When the murders of Auburn freshman Lauren Burk of Cobb County and University of North Carolina senior Eve Carson of Athens made headlines last week, only a day apart, I felt a bit of the horror and bottomless depression that must have overcome the victims' survivors. I do not know the family or friends of either young woman.
But I do know this: Years ago, our family suffered a similar experience with our Ernie, then 25. It still hurts. We never cease wondering what might have been.
As for last week's victims of violence: "Lost are any illusions we might still hold that small-town universities are safer than ever," Marietta Daily Journal columnist Laura Armstrong wrote in a touching commentary on the tragedies of Eve and Lauren.
Campuses are not alone in losing their security-blanket coziness. The grocery store parking lot is no longer without danger from deadly mayhem. The commute home from a hard day's work, reading in one's own living room, picking up the paper from the driveway or selling real estate out of a suburban office -- those mundane situations from the American good life have become common scenes of unspeakable violence, roped off by yellow police tape.
A week from now, the headlines will move on. The faces and friends of Lauren Burk and Eve Carson will fade from the news, only to be replaced with the faces of other victims and the sorrows of other survivors. A week or a month from now, kindred tragedies will play out again. Other promising futures will vanish into fountains of violence. The lives of other moms and pops and sisters and brothers will be shattered.
Yet, murder, rape and armed robbery have become so commonplace that hardly anyone outside the victims' circles pays attention for more than a week. American violence, flourishing in upscale settings as well as backstreet crack houses, has become such a cliché that it is hardly mentioned.
A modern Norman Rockwell, trying to capture today's American scene, would not bother painting a kindly old doc checking out a whiny youngster or a GI hugging his smiling girl as he returns from the great war. Instead, the new Rockwell might come up with a painting of Mom tucking a loaded .38 and a vial of tear gas into her purse as she hurries off to work in a downtown office guarded by triple security measures.
Somehow, somewhere this must stop. We live in the richest society in the world. Our universities are the best, our scholars the brightest. So why are we the most violent country on earth with a population of behind-bars convicts bigger than the populations of many countries? Our nation has become so violent that we are releasing convicted killers from prison to make room for even more wretched criminals.
We have become violent for the same reason our economy is slipping, our environment deteriorating and our impoverishment spreading. Our leaders have let it happen. They don't want to talk about it, much less take the bold steps necessary to return peace and order to our streets. For the most part, our present-day entertainment-centric news media have stood by without a peep.
Our pundits wonder whether a wrinkled old Navy officer is too old to be president. Our analysts marvel at the charisma and "coolness" of Barack Obama and at Hillary's inability to gain momentum with soccer moms.

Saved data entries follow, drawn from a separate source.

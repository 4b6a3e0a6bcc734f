#[derive(Debug, thiserror::Error)]
pub enum SyncError {
    #[error("Validation error: {0}")]
    Validation(String),

    #[error("Not found: {0}")]
    NotFound(String),

    #[error("Transport error: {0}")]
    Transport(String),

    #[error("Migration failed: {0}")]
    Migration(String),

    #[error("Legacy store error: {0}")]
    Storage(String),

    #[error("Configuration error: {0}")]
    Config(String),

    #[error("Another journal operation is already in flight")]
    Busy,
}

impl SyncError {
    /// Non-2xx response from the remote service. The raw body is kept so the
    /// caller can surface whatever the service said.
    pub fn http_status(status: reqwest::StatusCode, body: &str) -> Self {
        SyncError::Transport(format!("API Error {}: {}", status.as_u16(), body))
    }

    pub fn malformed_body(err: serde_json::Error) -> Self {
        SyncError::Transport(format!("Malformed response body: {}", err))
    }

    pub fn is_retryable(&self) -> bool {
        matches!(self, SyncError::Transport(_) | SyncError::Busy)
    }
}

impl From<reqwest::Error> for SyncError {
    fn from(err: reqwest::Error) -> Self {
        SyncError::Transport(err.to_string())
    }
}

impl From<validator::ValidationErrors> for SyncError {
    fn from(err: validator::ValidationErrors) -> Self {
        SyncError::Validation(err.to_string())
    }
}

pub type SyncResult<T> = Result<T, SyncError>;

#[cfg(test)]
mod tests {
    use super::*;

    #[test]
    fn test_http_status_message_includes_code_and_body() {
        let err = SyncError::http_status(reqwest::StatusCode::BAD_GATEWAY, "upstream down");
        let msg = err.to_string();
        assert!(msg.contains("502"));
        assert!(msg.contains("upstream down"));
        assert!(matches!(err, SyncError::Transport(_)));
    }

    #[test]
    fn test_malformed_body_is_transport() {
        let json_err = serde_json::from_str::<serde_json::Value>("{not json").unwrap_err();
        let err = SyncError::malformed_body(json_err);
        assert!(matches!(err, SyncError::Transport(_)));
        assert!(err.to_string().starts_with("Transport error: Malformed response body"));
    }

    #[test]
    fn test_retryable_classification() {
        assert!(SyncError::Transport("x".into()).is_retryable());
        assert!(SyncError::Busy.is_retryable());
        assert!(!SyncError::Validation("x".into()).is_retryable());
        assert!(!SyncError::Migration("x".into()).is_retryable());
    }
}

No one, not a fist-shaking candidate or an inquiring reporter, dare mention violent crime. Oh, they talk about terrorists, but they don't mean Vine City hoodlums. They mean Middle Eastern guys wearing head wraps, carrying AK-47s and crying out "Allahu Akbar!" Terrorism in America today doesn't mean doped-up punks with razor-sharp blades and automatic pistols, murdering and raping at will. We had rather refer to homegrown terrorism with less scary epithets to enlist more social workers.
Terrorism apparently does not include a Brian Nichols smirking in a courtroom as he baffles gifted judges who can't seem to overcome obstacles to trying him for the wanton killing of five people. If we discuss how the Nichols case has revealed the sorry state of our criminal justice system, we risk being banished as racists. Enlightened circles don't want to hear about it.
If the mindless murders of Eve and Lauren accomplish nothing else, perhaps they will remain in the public focus long enough to incite us to take the stern and, yes, colorblind measures required to destroy the terrorists roaming our own backyards.